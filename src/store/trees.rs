pub const USERS: &str = "users";
pub const WORDS: &str = "words";
pub const WORD_PROGRESS: &str = "word_progress";
pub const PROGRESS_DUE_INDEX: &str = "progress_due_index";
pub const QUIZ_SESSIONS: &str = "quiz_sessions";
pub const QUIZ_ANSWERS: &str = "quiz_answers";
pub const LEARNING_STREAKS: &str = "learning_streaks";
use std::collections::BTreeSet;

use chrono::{NaiveDate, Utc};
use serde::Serialize;

use crate::engine::Engine;
use crate::store::operations::streaks::ActivityDelta;
use crate::store::StoreError;

#[derive(Debug, Clone, Copy, PartialEq, Eq, Serialize)]
#[serde(rename_all = "camelCase")]
pub struct StreakSummary {
    pub current: u32,
    pub longest: u32,
}

/// Walk the activity dates and derive both streak figures in one pass.
///
/// The current streak is the run of consecutive days ending today or
/// yesterday: a day at distance `d` from today only extends it while
/// `d` equals the length walked so far, so any gap breaks the chain. A
/// user who was active yesterday but not yet today still holds their
/// streak. The longest streak is the longest consecutive run anywhere in
/// the history.
pub fn streak_summary(dates: &BTreeSet<NaiveDate>, today: NaiveDate) -> StreakSummary {
    if dates.is_empty() {
        return StreakSummary {
            current: 0,
            longest: 0,
        };
    }

    let mut current = 0u32;
    let mut anchor = today;
    if !dates.contains(&anchor) {
        match anchor.pred_opt() {
            Some(yesterday) if dates.contains(&yesterday) => anchor = yesterday,
            _ => anchor = today, // no run to walk; current stays 0
        }
    }
    if dates.contains(&anchor) {
        let mut cursor = anchor;
        while dates.contains(&cursor) {
            current += 1;
            cursor = match cursor.pred_opt() {
                Some(d) => d,
                None => break,
            };
        }
    }

    let mut longest = 0u32;
    let mut run = 0u32;
    let mut previous: Option<NaiveDate> = None;
    for date in dates {
        run = match previous {
            Some(prev) if prev.succ_opt() == Some(*date) => run + 1,
            _ => 1,
        };
        longest = longest.max(run);
        previous = Some(*date);
    }

    StreakSummary { current, longest }
}

impl Engine {
    /// Additively record a day of activity, then refresh the derived streak
    /// counters. Runs eagerly on every streak-affecting event, never lazily.
    pub fn record_activity(
        &self,
        user_id: &str,
        date: NaiveDate,
        delta: ActivityDelta,
    ) -> Result<StreakSummary, StoreError> {
        let lock = self.user_lock(user_id);
        let _guard = lock.lock().unwrap_or_else(|poisoned| poisoned.into_inner());

        self.store().require_user(user_id)?;
        self.store().merge_streak_day(user_id, date, delta)?;
        self.recompute_streaks_inner(user_id)
    }

    pub fn recompute_streaks(&self, user_id: &str) -> Result<StreakSummary, StoreError> {
        let lock = self.user_lock(user_id);
        let _guard = lock.lock().unwrap_or_else(|poisoned| poisoned.into_inner());
        self.recompute_streaks_inner(user_id)
    }

    /// Caller must hold the user lock: the recompute reads the full streak
    /// history and overwrites the derived counters, so concurrent triggers
    /// for the same user have to serialize.
    pub(crate) fn recompute_streaks_inner(
        &self,
        user_id: &str,
    ) -> Result<StreakSummary, StoreError> {
        let days = self.store().list_active_streak_days(user_id)?;
        let dates: BTreeSet<NaiveDate> = days.iter().map(|d| d.date).collect();
        let summary = streak_summary(&dates, Utc::now().date_naive());

        let mut user = self.store().require_user(user_id)?;
        user.current_streak = summary.current;
        user.longest_streak = summary.longest;
        user.updated_at = Utc::now();
        self.store().update_user(&user)?;

        Ok(summary)
    }
}

#[cfg(test)]
mod tests {
    use super::*;

    fn date(y: i32, m: u32, d: u32) -> NaiveDate {
        NaiveDate::from_ymd_opt(y, m, d).unwrap()
    }

    fn dates(days: &[NaiveDate]) -> BTreeSet<NaiveDate> {
        days.iter().copied().collect()
    }

    #[test]
    fn empty_history_is_zero() {
        let summary = streak_summary(&BTreeSet::new(), date(2024, 3, 10));
        assert_eq!(summary, StreakSummary { current: 0, longest: 0 });
    }

    #[test]
    fn run_ending_today_counts_fully() {
        let today = date(2024, 3, 10);
        let summary = streak_summary(
            &dates(&[date(2024, 3, 8), date(2024, 3, 9), today]),
            today,
        );
        assert_eq!(summary, StreakSummary { current: 3, longest: 3 });
    }

    #[test]
    fn run_ending_yesterday_still_counts() {
        let today = date(2024, 3, 10);
        let summary = streak_summary(&dates(&[date(2024, 3, 8), date(2024, 3, 9)]), today);
        assert_eq!(summary.current, 2);
    }

    #[test]
    fn gap_of_two_days_breaks_current_streak() {
        let today = date(2024, 3, 10);
        let summary = streak_summary(&dates(&[date(2024, 3, 8)]), today);
        assert_eq!(summary.current, 0);
        assert_eq!(summary.longest, 1);
    }

    #[test]
    fn longest_survives_while_current_resets() {
        // Three consecutive days, a two-day gap, then today.
        let today = date(2024, 3, 10);
        let summary = streak_summary(
            &dates(&[
                date(2024, 3, 5),
                date(2024, 3, 6),
                date(2024, 3, 7),
                today,
            ]),
            today,
        );
        assert_eq!(summary, StreakSummary { current: 1, longest: 3 });
    }

    #[test]
    fn longest_spans_month_boundaries() {
        let today = date(2024, 3, 2);
        let summary = streak_summary(
            &dates(&[date(2024, 2, 28), date(2024, 2, 29), date(2024, 3, 1), today]),
            today,
        );
        assert_eq!(summary, StreakSummary { current: 4, longest: 4 });
    }
}
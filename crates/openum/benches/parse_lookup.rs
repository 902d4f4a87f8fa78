// Parse and lookup benchmarks.
//
// Measures the hot paths integrations hit on every request: resolving text to
// a constant, wrapping unknown text, and name lookup.

use std::hint::black_box;

use criterion::{Criterion, criterion_group, criterion_main};
use openum::Enumerable;

openum::enumerable! {
    pub struct Region {
        US_EAST = "us-east-1",
        US_WEST = "us-west-2",
        EU_CENTRAL = "eu-central-1",
        EU_WEST = "eu-west-1",
        AP_SOUTH = "ap-south-1",
        AP_NORTHEAST = "ap-northeast-1",
        SA_EAST = "sa-east-1",
        CA_CENTRAL = "ca-central-1",
    }
}

fn bench_parse(c: &mut Criterion) {
    // build the registry outside the measured loop
    let _ = Region::values();

    let mut group = c.benchmark_group("parse");
    group.bench_function("first_constant", |b| {
        b.iter(|| Region::parse(black_box("us-east-1")));
    });
    group.bench_function("last_constant", |b| {
        b.iter(|| Region::parse(black_box("ca-central-1")));
    });
    group.bench_function("unknown_value", |b| {
        b.iter(|| Region::parse(black_box("me-south-1")));
    });
    group.finish();
}

fn bench_lookup(c: &mut Criterion) {
    let unknown = Region::parse("me-south-1");

    let mut group = c.benchmark_group("lookup");
    group.bench_function("value_of", |b| {
        b.iter(|| Region::value_of(black_box("SA_EAST")));
    });
    group.bench_function("values", |b| {
        b.iter(Region::values);
    });
    group.bench_function("ordinal_memoized", |b| {
        b.iter(|| black_box(&unknown).ordinal());
    });
    group.finish();
}

fn bench_ordering(c: &mut Criterion) {
    let values: Vec<Region> = ["eu-west-1", "EU-west-1", "us-east-1", "af-south-1", "ca-central-1"]
        .into_iter()
        .map(Region::parse)
        .collect();

    c.bench_function("sort_mixed", |b| {
        b.iter(|| {
            let mut sorted = values.clone();
            sorted.sort();
            sorted
        });
    });
}

criterion_group!(benches, bench_parse, bench_lookup, bench_ordering);
criterion_main!(benches);
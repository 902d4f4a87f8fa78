//! The [`Enumerable`] trait and [`Constant`] handles.

use std::fmt;
use std::marker::PhantomData;
use std::ops::Deref;

use crate::error::{BoxError, EnumError};
use crate::registry::{self, Declarations};
use crate::value::{OpenValue, simple_type_name};

/// An open enumeration: a fixed set of named constants plus any other text.
///
/// Implementors are thin newtypes over [`OpenValue`]. The
/// [`enumerable!`](crate::enumerable) macro writes the impl together with the
/// usual `Eq`/`Ord`/`Hash`/`Display`/`FromStr`/serde plumbing; a manual impl
/// only needs the three required methods.
///
/// # Examples
///
/// ```rust
/// use openum::{Enumerable, NO_MATCH};
///
/// openum::enumerable! {
///     pub struct BigCo {
///         MICROSOFT = "Microsoft",
///         APPLE = "Apple",
///         IBM = "IBM",
///         ORACLE = "Oracle",
///     }
/// }
///
/// let microsoft = BigCo::parse("Microsoft");
/// assert!(microsoft.is(&BigCo::MICROSOFT));
/// assert_eq!(microsoft.name(), Some("MICROSOFT"));
///
/// let jboss = BigCo::parse("JBoss");
/// assert_eq!(jboss.name(), None);
/// assert_eq!(jboss.ordinal(), NO_MATCH);
/// assert!(*BigCo::ORACLE < jboss);
/// ```
pub trait Enumerable: Clone + Send + Sync + 'static {
    /// Lists the declared constants in order.
    ///
    /// Called once per process, the first time the constants are needed.
    fn declare(declarations: &mut Declarations);

    /// Wraps a value minted by the registry or the parser.
    ///
    /// This is the type's only constructor. It receives every constant and
    /// every parsed value. Implementations store
    /// [`value.rebind::<Self>()`](OpenValue::rebind), which keeps handles
    /// minted for `Self` and re-mints any other, so a value of this type
    /// always carries this type's name and constants.
    fn from_open(value: OpenValue) -> Self;

    /// The wrapped handle.
    fn as_open(&self) -> &OpenValue;

    /// All declared constants, in declaration order.
    ///
    /// Every call returns a fresh vector; changing it does not affect the
    /// registry or later calls.
    fn values() -> Vec<Self> {
        registry::constants::<Self>().to_vec()
    }

    /// Resolves `text` to the constant with that exact value, or wraps it in
    /// a new, uncached instance.
    ///
    /// Matching is case-sensitive. A matching constant is returned as a handle
    /// to the same allocation the registry holds, so [`is`](Self::is) reports
    /// it as identical. Non-matching text yields a fresh instance on every call.
    fn parse(text: &str) -> Self {
        match constant_with_value::<Self>(text) {
            Some(constant) => constant.clone(),
            None => {
                tracing::trace!(
                    enumerable = simple_type_name::<Self>(),
                    value = text,
                    "no matching constant, creating value"
                );
                Self::from_open(OpenValue::new::<Self>(text))
            }
        }
    }

    /// [`parse`](Self::parse) lifted over an absent input.
    fn parse_optional(text: Option<&str>) -> Option<Self> {
        text.map(Self::parse)
    }

    /// Like [`parse`](Self::parse), but non-matching text goes through `factory`.
    ///
    /// Constants never reach the factory. A factory failure is returned as
    /// [`EnumError::Construction`] with the original error as its source.
    fn try_parse_with<F, E>(text: &str, factory: F) -> crate::Result<Self>
    where
        F: FnOnce(OpenValue) -> Result<Self, E>,
        E: Into<BoxError>,
    {
        if let Some(constant) = constant_with_value::<Self>(text) {
            return Ok(constant.clone());
        }
        factory(OpenValue::new::<Self>(text)).map_err(|source| {
            let source = source.into();
            tracing::debug!(
                enumerable = simple_type_name::<Self>(),
                value = text,
                error = %source,
                "enumerable factory failed"
            );
            EnumError::Construction {
                type_name: simple_type_name::<Self>(),
                value: text.to_owned(),
                source,
            }
        })
    }

    /// Looks a constant up by its declared name, not its value.
    fn value_of(name: &str) -> crate::Result<Self> {
        registry::constants::<Self>()
            .iter()
            .find(|constant| constant.name() == Some(name))
            .cloned()
            .ok_or_else(|| EnumError::ConstantNotFound {
                type_name: simple_type_name::<Self>(),
                name: name.to_owned(),
            })
    }

    /// Restores constant identity after deserialization.
    ///
    /// Returns the canonical constant when this value's text matches one,
    /// otherwise returns `self` unchanged.
    #[must_use]
    fn resolve(self) -> Self {
        let parsed = Self::parse(self.value());
        if parsed.is_constant() { parsed } else { self }
    }

    /// The stored text.
    fn value(&self) -> &str {
        self.as_open().value()
    }

    /// Declared name of the matching constant, if any.
    fn name(&self) -> Option<&'static str> {
        self.as_open().name()
    }

    /// Declaration index of the matching constant, or [`NO_MATCH`](crate::NO_MATCH).
    fn ordinal(&self) -> usize {
        self.as_open().ordinal()
    }

    /// Returns `true` if the value matches a declared constant.
    fn is_constant(&self) -> bool {
        self.as_open().is_constant()
    }

    /// Returns `true` if both values share one allocation.
    ///
    /// Holds between a constant and anything parsed or deserialized from its
    /// value; never holds between two separately parsed non-constants.
    fn is(&self, other: &Self) -> bool {
        OpenValue::ptr_eq(self.as_open(), other.as_open())
    }
}

fn constant_with_value<T: Enumerable>(text: &str) -> Option<&'static T> {
    registry::constants::<T>()
        .iter()
        .find(|constant| constant.value() == text)
}

/// Compile-time handle to a declared constant of `T`.
///
/// The [`enumerable!`](crate::enumerable) macro exposes one per declaration as
/// an associated const (`BigCo::MICROSOFT`). It dereferences to the singleton
/// held by the registry.
pub struct Constant<T> {
    ordinal: usize,
    name: &'static str,
    _type: PhantomData<fn() -> T>,
}

impl<T> Clone for Constant<T> {
    fn clone(&self) -> Self {
        *self
    }
}

impl<T> Copy for Constant<T> {}

impl<T> Constant<T> {
    /// A handle to the constant declared `ordinal`-th under `name`.
    #[must_use]
    pub const fn new(ordinal: usize, name: &'static str) -> Self {
        Self {
            ordinal,
            name,
            _type: PhantomData,
        }
    }

    /// Declaration index.
    pub const fn ordinal(&self) -> usize {
        self.ordinal
    }

    /// Declared name.
    pub const fn name(&self) -> &'static str {
        self.name
    }
}

impl<T: Enumerable> Constant<T> {
    /// The singleton instance.
    pub fn get(&self) -> &'static T {
        &registry::constants::<T>()[self.ordinal]
    }
}

impl<T: Enumerable> Deref for Constant<T> {
    type Target = T;

    fn deref(&self) -> &T {
        self.get()
    }
}

impl<T: Enumerable> PartialEq<T> for Constant<T> {
    fn eq(&self, other: &T) -> bool {
        self.get().as_open() == other.as_open()
    }
}

impl<T: Enumerable> fmt::Debug for Constant<T> {
    fn fmt(&self, f: &mut fmt::Formatter<'_>) -> fmt::Result {
        fmt::Debug::fmt(self.get().as_open(), f)
    }
}
//! serde integration.
//!
//! On the wire an enumerable is its text. Two shapes are accepted when
//! reading from self-describing formats:
//!
//! - a bare string: `"Microsoft"`
//! - an object keyed by `value`: `{"value": "Microsoft"}`; other properties
//!   are skipped
//!
//! Binary formats always carry a plain string.
//!
//! Writing produces the bare string. Fields that must keep the object shape
//! can opt in with `#[serde(with = "openum::wire::object")]`.
//!
//! Every read runs [`Enumerable::resolve`], so a deserialized constant is the
//! registry's singleton while other text becomes a fresh, equal value.

use std::fmt;

use serde::de::{self, IgnoredAny, MapAccess, Visitor};
use serde::{Deserialize, Deserializer, Serialize, Serializer};

use crate::{Enumerable, OpenValue, Unknown};

const VALUE_KEY: &str = "value";

/// Writes `value` as its bare text.
pub fn serialize<T, S>(value: &T, serializer: S) -> Result<S::Ok, S::Error>
where
    T: Enumerable,
    S: Serializer,
{
    serializer.serialize_str(value.value())
}

/// Reads a bare string or a `{"value": ...}` object and restores constant identity.
pub fn deserialize<'de, T, D>(deserializer: D) -> Result<T, D::Error>
where
    T: Enumerable,
    D: Deserializer<'de>,
{
    let text = read_text(deserializer)?;
    Ok(T::from_open(OpenValue::new::<T>(&text)).resolve())
}

fn read_text<'de, D: Deserializer<'de>>(deserializer: D) -> Result<String, D::Error> {
    if deserializer.is_human_readable() {
        deserializer.deserialize_any(TextVisitor)
    } else {
        deserializer.deserialize_string(TextVisitor)
    }
}

struct TextVisitor;

impl<'de> Visitor<'de> for TextVisitor {
    type Value = String;

    fn expecting(&self, f: &mut fmt::Formatter<'_>) -> fmt::Result {
        f.write_str("a string or an object with a `value` property")
    }

    fn visit_str<E: de::Error>(self, v: &str) -> Result<String, E> {
        Ok(v.to_owned())
    }

    fn visit_string<E: de::Error>(self, v: String) -> Result<String, E> {
        Ok(v)
    }

    fn visit_map<A: MapAccess<'de>>(self, mut map: A) -> Result<String, A::Error> {
        let mut value = None;
        while let Some(key) = map.next_key::<String>()? {
            if key == VALUE_KEY {
                if value.is_some() {
                    return Err(de::Error::duplicate_field(VALUE_KEY));
                }
                value = Some(map.next_value::<String>()?);
            } else {
                map.next_value::<IgnoredAny>()?;
            }
        }
        value.ok_or_else(|| de::Error::missing_field(VALUE_KEY))
    }
}

/// Object form: writes `{"value": ...}`, reads either form.
///
/// Formats that are not human-readable get the bare string, the only shape
/// they can read back.
///
/// ```rust
/// use serde::{Deserialize, Serialize};
///
/// openum::enumerable! {
///     pub struct Tier {
///         GOLD = "gold",
///     }
/// }
///
/// #[derive(Serialize, Deserialize)]
/// struct Account {
///     #[serde(with = "openum::wire::object")]
///     tier: Tier,
/// }
/// ```
pub mod object {
    use serde::ser::SerializeMap;
    use serde::{Deserializer, Serializer};

    use super::VALUE_KEY;
    use crate::Enumerable;

    /// Writes `value` as `{"value": <text>}`, or as bare text for binary formats.
    pub fn serialize<T, S>(value: &T, serializer: S) -> Result<S::Ok, S::Error>
    where
        T: Enumerable,
        S: Serializer,
    {
        if !serializer.is_human_readable() {
            return super::serialize(value, serializer);
        }
        let mut map = serializer.serialize_map(Some(1))?;
        map.serialize_entry(VALUE_KEY, value.value())?;
        map.end()
    }

    /// Same as [`super::deserialize`]; both wire shapes are accepted.
    pub fn deserialize<'de, T, D>(deserializer: D) -> Result<T, D::Error>
    where
        T: Enumerable,
        D: Deserializer<'de>,
    {
        super::deserialize(deserializer)
    }
}

impl Serialize for OpenValue {
    fn serialize<S: Serializer>(&self, serializer: S) -> Result<S::Ok, S::Error> {
        serializer.serialize_str(self.value())
    }
}

/// Reads as an [`Unknown`]-typed value: without a concrete type there are no
/// constants to resolve against.
impl<'de> Deserialize<'de> for OpenValue {
    fn deserialize<D: Deserializer<'de>>(deserializer: D) -> Result<Self, D::Error> {
        let unknown: Unknown = deserialize(deserializer)?;
        Ok(unknown.as_open().clone())
    }
}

§ §

__WHAT THE TASK REQUIRES__.
Restate word for word only the lines above from the line containing "per declaration as" to the line containing "impl<T> Clone for", both of them included.

__ANSWER TO THIS EXERCISE__.
/// The [`enumerable!`](crate::enumerable) macro exposes one per declaration as
/// an associated const (`BigCo::MICROSOFT`). It dereferences to the singleton
/// held by the registry.
pub struct Constant<T> {
    ordinal: usize,
    name: &'static str,
    _type: PhantomData<fn() -> T>,
}

impl<T> Clone for Constant<T> {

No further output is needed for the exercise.